> **What is needed**: Write down each entry again, exactly as it reads.

Collected data
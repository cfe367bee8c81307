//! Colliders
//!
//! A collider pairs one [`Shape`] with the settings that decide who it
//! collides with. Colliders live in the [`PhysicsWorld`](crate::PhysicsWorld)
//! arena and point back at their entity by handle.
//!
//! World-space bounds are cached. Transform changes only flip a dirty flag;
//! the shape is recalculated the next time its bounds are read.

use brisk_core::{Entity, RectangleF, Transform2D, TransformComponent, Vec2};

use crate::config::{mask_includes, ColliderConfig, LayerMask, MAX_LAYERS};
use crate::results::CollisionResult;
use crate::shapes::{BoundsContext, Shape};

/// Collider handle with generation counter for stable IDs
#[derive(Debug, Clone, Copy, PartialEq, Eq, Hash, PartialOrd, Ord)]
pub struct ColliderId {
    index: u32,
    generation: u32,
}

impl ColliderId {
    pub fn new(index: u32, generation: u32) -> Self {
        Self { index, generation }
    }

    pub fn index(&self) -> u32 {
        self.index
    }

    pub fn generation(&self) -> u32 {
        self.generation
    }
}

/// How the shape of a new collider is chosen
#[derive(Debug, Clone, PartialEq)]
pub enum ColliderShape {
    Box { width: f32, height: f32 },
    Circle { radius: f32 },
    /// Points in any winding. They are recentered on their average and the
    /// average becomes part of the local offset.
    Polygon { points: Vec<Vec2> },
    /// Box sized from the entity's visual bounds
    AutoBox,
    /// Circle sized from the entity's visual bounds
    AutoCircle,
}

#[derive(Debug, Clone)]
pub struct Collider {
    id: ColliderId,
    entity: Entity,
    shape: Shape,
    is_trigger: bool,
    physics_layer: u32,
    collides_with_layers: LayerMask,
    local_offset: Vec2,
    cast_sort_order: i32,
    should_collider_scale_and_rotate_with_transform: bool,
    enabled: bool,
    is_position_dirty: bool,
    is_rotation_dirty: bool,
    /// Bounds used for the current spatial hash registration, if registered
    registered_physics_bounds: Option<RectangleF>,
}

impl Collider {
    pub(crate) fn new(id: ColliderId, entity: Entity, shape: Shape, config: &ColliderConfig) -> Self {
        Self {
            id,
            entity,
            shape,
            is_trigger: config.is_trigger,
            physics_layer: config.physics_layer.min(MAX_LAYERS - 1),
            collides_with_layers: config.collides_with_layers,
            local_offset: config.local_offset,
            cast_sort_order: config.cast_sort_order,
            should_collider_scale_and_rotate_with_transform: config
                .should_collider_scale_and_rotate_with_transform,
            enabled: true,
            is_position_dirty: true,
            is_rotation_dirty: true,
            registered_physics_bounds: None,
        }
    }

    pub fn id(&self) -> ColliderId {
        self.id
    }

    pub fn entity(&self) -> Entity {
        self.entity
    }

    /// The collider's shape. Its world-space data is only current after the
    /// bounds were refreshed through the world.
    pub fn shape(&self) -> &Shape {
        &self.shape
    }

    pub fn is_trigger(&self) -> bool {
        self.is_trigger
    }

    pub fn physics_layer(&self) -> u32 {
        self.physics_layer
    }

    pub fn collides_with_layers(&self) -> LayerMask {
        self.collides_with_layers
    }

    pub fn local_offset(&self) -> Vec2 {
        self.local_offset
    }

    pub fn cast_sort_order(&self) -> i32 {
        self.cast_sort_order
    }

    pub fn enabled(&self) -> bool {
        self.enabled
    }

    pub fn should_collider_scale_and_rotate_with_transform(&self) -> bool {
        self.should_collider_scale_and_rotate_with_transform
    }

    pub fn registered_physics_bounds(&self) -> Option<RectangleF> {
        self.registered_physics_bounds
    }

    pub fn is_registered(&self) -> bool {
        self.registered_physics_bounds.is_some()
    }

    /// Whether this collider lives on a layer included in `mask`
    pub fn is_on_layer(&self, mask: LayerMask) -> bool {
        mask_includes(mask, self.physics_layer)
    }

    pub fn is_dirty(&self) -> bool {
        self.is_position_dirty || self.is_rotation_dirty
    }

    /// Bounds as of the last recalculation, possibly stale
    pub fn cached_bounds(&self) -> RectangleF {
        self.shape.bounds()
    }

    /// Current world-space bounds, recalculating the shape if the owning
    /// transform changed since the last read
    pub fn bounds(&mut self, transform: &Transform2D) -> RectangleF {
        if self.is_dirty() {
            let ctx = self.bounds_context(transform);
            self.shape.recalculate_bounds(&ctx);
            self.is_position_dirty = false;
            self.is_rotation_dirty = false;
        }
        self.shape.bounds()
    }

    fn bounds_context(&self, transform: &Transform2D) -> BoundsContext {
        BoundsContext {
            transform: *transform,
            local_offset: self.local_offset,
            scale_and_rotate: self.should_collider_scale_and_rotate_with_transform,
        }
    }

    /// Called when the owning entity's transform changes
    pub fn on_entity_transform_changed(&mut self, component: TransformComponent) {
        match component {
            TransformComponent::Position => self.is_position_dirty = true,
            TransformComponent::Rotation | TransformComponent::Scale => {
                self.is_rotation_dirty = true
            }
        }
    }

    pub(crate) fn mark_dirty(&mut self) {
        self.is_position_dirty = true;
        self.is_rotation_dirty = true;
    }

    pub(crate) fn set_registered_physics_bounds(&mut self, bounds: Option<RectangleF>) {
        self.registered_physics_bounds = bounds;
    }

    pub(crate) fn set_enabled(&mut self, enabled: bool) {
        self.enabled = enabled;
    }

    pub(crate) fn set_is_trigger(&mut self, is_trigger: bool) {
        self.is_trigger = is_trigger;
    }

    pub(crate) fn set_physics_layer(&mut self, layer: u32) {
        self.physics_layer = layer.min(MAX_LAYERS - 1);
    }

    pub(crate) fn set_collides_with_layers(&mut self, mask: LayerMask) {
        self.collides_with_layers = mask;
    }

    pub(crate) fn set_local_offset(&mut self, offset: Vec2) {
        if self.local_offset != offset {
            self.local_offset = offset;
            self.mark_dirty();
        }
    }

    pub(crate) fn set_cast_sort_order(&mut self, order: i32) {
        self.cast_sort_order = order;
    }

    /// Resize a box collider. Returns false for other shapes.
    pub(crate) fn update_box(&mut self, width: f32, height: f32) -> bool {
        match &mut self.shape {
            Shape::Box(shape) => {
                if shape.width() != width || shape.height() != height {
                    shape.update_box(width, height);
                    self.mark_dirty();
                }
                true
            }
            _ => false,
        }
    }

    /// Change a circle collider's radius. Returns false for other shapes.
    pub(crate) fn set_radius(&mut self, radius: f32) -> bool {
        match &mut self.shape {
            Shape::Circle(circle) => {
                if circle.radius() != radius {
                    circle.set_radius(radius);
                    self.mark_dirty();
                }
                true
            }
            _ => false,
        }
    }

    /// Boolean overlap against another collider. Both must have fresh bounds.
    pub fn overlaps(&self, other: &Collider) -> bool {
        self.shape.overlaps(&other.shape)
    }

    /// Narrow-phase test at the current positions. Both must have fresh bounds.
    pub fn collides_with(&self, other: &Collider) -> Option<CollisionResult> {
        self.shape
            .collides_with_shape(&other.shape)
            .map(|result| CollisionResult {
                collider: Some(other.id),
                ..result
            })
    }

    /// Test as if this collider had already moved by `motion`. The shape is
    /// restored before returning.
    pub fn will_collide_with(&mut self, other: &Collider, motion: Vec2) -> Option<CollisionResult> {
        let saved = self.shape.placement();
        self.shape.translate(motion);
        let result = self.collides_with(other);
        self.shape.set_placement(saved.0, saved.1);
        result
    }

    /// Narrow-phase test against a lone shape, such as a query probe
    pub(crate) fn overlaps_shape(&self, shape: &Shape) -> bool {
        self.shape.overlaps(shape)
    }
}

> **Output of the task**:
repository cfe367bee8c81307
//! Colliders
//!
//! A collider pairs one [`Shape`] with the settings that decide who it
//! collides with. Colliders live in the [`PhysicsWorld`](crate::PhysicsWorld)
//! arena and point back at their entity by handle.
//!
//! World-space bounds are cached. Transform changes only flip a dirty flag;
//! the shape is recalculated the next time its bounds are read.

use brisk_core::{Entity, RectangleF, Transform2D, TransformComponent, Vec2};

use crate::config::{mask_includes, ColliderConfig, LayerMask, MAX_LAYERS};
use crate::results::CollisionResult;
use crate::shapes::{BoundsContext, Shape};

/// Collider handle with generation counter for stable IDs
#[derive(Debug, Clone, Copy, PartialEq, Eq, Hash, PartialOrd, Ord)]
pub struct ColliderId {
    index: u32,
    generation: u32,
}

impl ColliderId {
    pub fn new(index: u32, generation: u32) -> Self {
        Self { index, generation }
    }

    pub fn index(&self) -> u32 {
        self.index
    }

    pub fn generation(&self) -> u32 {
        self.generation
    }
}

/// How the shape of a new collider is chosen
#[derive(Debug, Clone, PartialEq)]
pub enum ColliderShape {
    Box { width: f32, height: f32 },
    Circle { radius: f32 },
    /// Points in any winding. They are recentered on their average and the
    /// average becomes part of the local offset.
    Polygon { points: Vec<Vec2> },
    /// Box sized from the entity's visual bounds
    AutoBox,
    /// Circle sized from the entity's visual bounds
    AutoCircle,
}

#[derive(Debug, Clone)]
pub struct Collider {
    id: ColliderId,
    entity: Entity,
    shape: Shape,
    is_trigger: bool,
    physics_layer: u32,
    collides_with_layers: LayerMask,
    local_offset: Vec2,
    cast_sort_order: i32,
    should_collider_scale_and_rotate_with_transform: bool,
    enabled: bool,
    is_position_dirty: bool,
    is_rotation_dirty: bool,
    /// Bounds used for the current spatial hash registration, if registered
    registered_physics_bounds: Option<RectangleF>,
}

impl Collider {
    pub(crate) fn new(id: ColliderId, entity: Entity, shape: Shape, config: &ColliderConfig) -> Self {
        Self {
            id,
            entity,
            shape,
            is_trigger: config.is_trigger,
            physics_layer: config.physics_layer.min(MAX_LAYERS - 1),
            collides_with_layers: config.collides_with_layers,
            local_offset: config.local_offset,
            cast_sort_order: config.cast_sort_order,
            should_collider_scale_and_rotate_with_transform: config
                .should_collider_scale_and_rotate_with_transform,
            enabled: true,
            is_position_dirty: true,
            is_rotation_dirty: true,
            registered_physics_bounds: None,
        }
    }

    pub fn id(&self) -> ColliderId {
        self.id
    }

    pub fn entity(&self) -> Entity {
        self.entity
    }

    /// The collider's shape. Its world-space data is only current after the
    /// bounds were refreshed through the world.
    pub fn shape(&self) -> &Shape {
        &self.shape
    }

    pub fn is_trigger(&self) -> bool {
        self.is_trigger
    }

    pub fn physics_layer(&self) -> u32 {
        self.physics_layer
    }

    pub fn collides_with_layers(&self) -> LayerMask {
        self.collides_with_layers
    }

    pub fn local_offset(&self) -> Vec2 {
        self.local_offset
    }

    pub fn cast_sort_order(&self) -> i32 {
        self.cast_sort_order
    }

    pub fn enabled(&self) -> bool {
        self.enabled
    }

    pub fn should_collider_scale_and_rotate_with_transform(&self) -> bool {
        self.should_collider_scale_and_rotate_with_transform
    }

    pub fn registered_physics_bounds(&self) -> Option<RectangleF> {
        self.registered_physics_bounds
    }

    pub fn is_registered(&self) -> bool {
        self.registered_physics_bounds.is_some()
    }

    /// Whether this collider lives on a layer included in `mask`
    pub fn is_on_layer(&self, mask: LayerMask) -> bool {
        mask_includes(mask, self.physics_layer)
    }

    pub fn is_dirty(&self) -> bool {
        self.is_position_dirty || self.is_rotation_dirty
    }

    /// Bounds as of the last recalculation, possibly stale
    pub fn cached_bounds(&self) -> RectangleF {
        self.shape.bounds()
    }

    /// Current world-space bounds, recalculating the shape if the owning
    /// transform changed since the last read
    pub fn bounds(&mut self, transform: &Transform2D) -> RectangleF {
        if self.is_dirty() {
            let ctx = self.bounds_context(transform);
            self.shape.recalculate_bounds(&ctx);
            self.is_position_dirty = false;
            self.is_rotation_dirty = false;
        }
        self.shape.bounds()
    }

    fn bounds_context(&self, transform: &Transform2D) -> BoundsContext {
        BoundsContext {
            transform: *transform,
            local_offset: self.local_offset,
            scale_and_rotate: self.should_collider_scale_and_rotate_with_transform,
        }
    }

    /// Called when the owning entity's transform changes
    pub fn on_entity_transform_changed(&mut self, component: TransformComponent) {
        match component {
            TransformComponent::Position => self.is_position_dirty = true,
            TransformComponent::Rotation | TransformComponent::Scale => {
                self.is_rotation_dirty = true
            }
        }
    }

    pub(crate) fn mark_dirty(&mut self) {
        self.is_position_dirty = true;
        self.is_rotation_dirty = true;
    }

    pub(crate) fn set_registered_physics_bounds(&mut self, bounds: Option<RectangleF>) {
        self.registered_physics_bounds = bounds;
    }

    pub(crate) fn set_enabled(&mut self, enabled: bool) {
        self.enabled = enabled;
    }

    pub(crate) fn set_is_trigger(&mut self, is_trigger: bool) {
        self.is_trigger = is_trigger;
    }

    pub(crate) fn set_physics_layer(&mut self, layer: u32) {
        self.physics_layer = layer.min(MAX_LAYERS - 1);
    }

    pub(crate) fn set_collides_with_layers(&mut self, mask: LayerMask) {
        self.collides_with_layers = mask;
    }

    pub(crate) fn set_local_offset(&mut self, offset: Vec2) {
        if self.local_offset != offset {
            self.local_offset = offset;
            self.mark_dirty();
        }
    }

    pub(crate) fn set_cast_sort_order(&mut self, order: i32) {
        self.cast_sort_order = order;
    }

    /// Resize a box collider. Returns false for other shapes.
    pub(crate) fn update_box(&mut self, width: f32, height: f32) -> bool {
        match &mut self.shape {
            Shape::Box(shape) => {
                if shape.width() != width || shape.height() != height {
                    shape.update_box(width, height);
                    self.mark_dirty();
                }
                true
            }
            _ => false,
        }
    }

    /// Change a circle collider's radius. Returns false for other shapes.
    pub(crate) fn set_radius(&mut self, radius: f32) -> bool {
        match &mut self.shape {
            Shape::Circle(circle) => {
                if circle.radius() != radius {
                    circle.set_radius(radius);
                    self.mark_dirty();
                }
                true
            }
            _ => false,
        }
    }

    /// Boolean overlap against another collider. Both must have fresh bounds.
    pub fn overlaps(&self, other: &Collider) -> bool {
        self.shape.overlaps(&other.shape)
    }

    /// Narrow-phase test at the current positions. Both must have fresh bounds.
    pub fn collides_with(&self, other: &Collider) -> Option<CollisionResult> {
        self.shape
            .collides_with_shape(&other.shape)
            .map(|result| CollisionResult {
                collider: Some(other.id),
                ..result
            })
    }

    /// Test as if this collider had already moved by `motion`. The shape is
    /// restored before returning.
    pub fn will_collide_with(&mut self, other: &Collider, motion: Vec2) -> Option<CollisionResult> {
        let saved = self.shape.placement();
        self.shape.translate(motion);
        let result = self.collides_with(other);
        self.shape.set_placement(saved.0, saved.1);
        result
    }

    /// Narrow-phase test against a lone shape, such as a query probe
    pub(crate) fn overlaps_shape(&self, shape: &Shape) -> bool {
        self.shape.overlaps(shape)
    }
}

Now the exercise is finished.